Cruise brings a sinuous glamour into his part. Every time he strikes down one of his victims, which includes a jazz musician performing in an elobarately staged musical performance that culminates in the kind of mayhem that’s supposed to bring a shudder to the audiences’ spine.

Foxx’s squeamish disapproval seems more like a statement on cowardice than a repudiation of glamour. And when Foxx goes into a crowded debauched nightclub posing as Vincent(how how how? Cabbie black, killer white, cabbie Foxx, killer Cruise?!),the dialogues and acting hit rock-bottom.

Clearly there’s a serious ethical disorder in the plot caused by Tom Cruise’s grey star-turn. It’s the brilliant climax staged in a dark apartment which saves the dreadful film from taking a drubbing.

But the screenplay depends on too many wild coincidences to get there.

The pushy way Foxx’s romantic lead (played by Mrs Will Smith, Jada Pinkett-Smith) is teased into the plot as both a love signal and a climactic cop-out is clever only to those who believe formulistic filmmaking is all about positioning the characters in a combustion of improbable conflicts.

Strangely, while director Mann keeps the tone of the narration under-stated his plot seems to heave and belch under the most bombastic circumstances, all of them remarkable more for what they try to make of formulistic episodes, rather than portraying the desperate characters in any tenable situation.

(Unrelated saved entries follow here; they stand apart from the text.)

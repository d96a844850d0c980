//! Question resolution endpoints.

use axum::Json;
use axum::extract::State;
use tracing::Instrument;
use uuid::Uuid;

use iq_engine::Explanation;
use iq_protocol::{ResolutionRequest, ResolutionResponse};

use crate::error::{ApiError, ApiResult};
use crate::state::AppState;

/// Longest accepted question, in characters.
const MAX_QUERY_CHARS: usize = 500;

fn validate(request: &ResolutionRequest) -> ApiResult<()> {
    let len = request.query_text.trim().chars().count();
    if len == 0 {
        return Err(ApiError::BadRequest("queryText must not be empty".into()));
    }
    if len > MAX_QUERY_CHARS {
        return Err(ApiError::BadRequest(format!(
            "queryText exceeds {MAX_QUERY_CHARS} characters"
        )));
    }
    Ok(())
}

/// POST /api/v1/query: resolve a question into rows and summary cards.
///
/// Resolution failures (no match, store unavailable) are reported in the
/// body with `success = false`, not as HTTP errors.
pub async fn resolve(
    State(state): State<AppState>,
    Json(request): Json<ResolutionRequest>,
) -> ApiResult<Json<ResolutionResponse>> {
    validate(&request)?;
    let request_id = Uuid::now_v7();
    let span = tracing::info_span!("resolve", request_id = %request_id);

    let response = async {
        tracing::info!(scenario = ?request.scenario_hint(), "query received");
        let response = state.resolver.resolve(&request).await;
        tracing::info!(
            success = response.success,
            rule = response.matched_rule_name.as_deref().unwrap_or("-"),
            rows = response.row_count,
            "query answered"
        );
        response
    }
    .instrument(span)
    .await;
    Ok(Json(response))
}

/// POST /api/v1/query/explain: show how a question would be resolved,
/// without running the query.
pub async fn explain(
    State(state): State<AppState>,
    Json(request): Json<ResolutionRequest>,
) -> ApiResult<Json<Explanation>> {
    validate(&request)?;
    Ok(Json(state.resolver.explain(&request)))
}
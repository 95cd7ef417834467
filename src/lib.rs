//! mqpipeline
//!
//! A resilient message-broker client pair: a publisher that emits typed
//! business events and a consumer that receives and dispatches them,
//! with connection and publish operations guarded by a composable
//! retry/circuit-breaker policy.

pub mod consumer;
pub mod error;
pub mod handlers;
pub mod policy;
pub mod publisher;
pub mod supervisor;
pub mod topology;
pub mod transport;
pub mod types;

pub use consumer::{Consumer, EventHandler, HandlerTable};
pub use policy::{BreakerMode, PolicyConfig, PolicyEngine, PolicyEvent, PolicyObserver};
pub use publisher::Publisher;
pub use supervisor::{BrokerLink, ConnectionSupervisor};
pub use topology::TopologySpec;
pub use types::{BrokerConfig, Envelope, Event, Header};

/// Re-export commonly used types
pub mod prelude {
    pub use crate::consumer::{Consumer, EventHandler, HandlerTable};
    pub use crate::policy::{PolicyConfig, PolicyEngine};
    pub use crate::publisher::Publisher;
    pub use crate::supervisor::ConnectionSupervisor;
    pub use crate::topology::TopologySpec;
    pub use crate::types::*;
}

/// Default point-to-point work queue name
pub const DEFAULT_WORK_QUEUE: &str = "message_queue-3";

/// Default fanout broadcast exchange name
pub const DEFAULT_FANOUT_EXCHANGE: &str = "message_queue";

Though not an unwatchable thriller—the long catch-me-if-can climax takes care of that—Collateral is disappointing in almost every detail. The hired-killer’s wry selfworth is too ‘sexy’ to be fearsome. And the protagonist is too wimpish to be appealing. The smoky music score by James Newton Howard adds nothing to stop the feeling that we’re being manipulated into getting caught up in a tension that has no logistic value.

That the film succeeds in its manoeuvres has entirely to do with our weakness for morality tales where the villain is so magnetic he makes mayhem look like a fashion statement.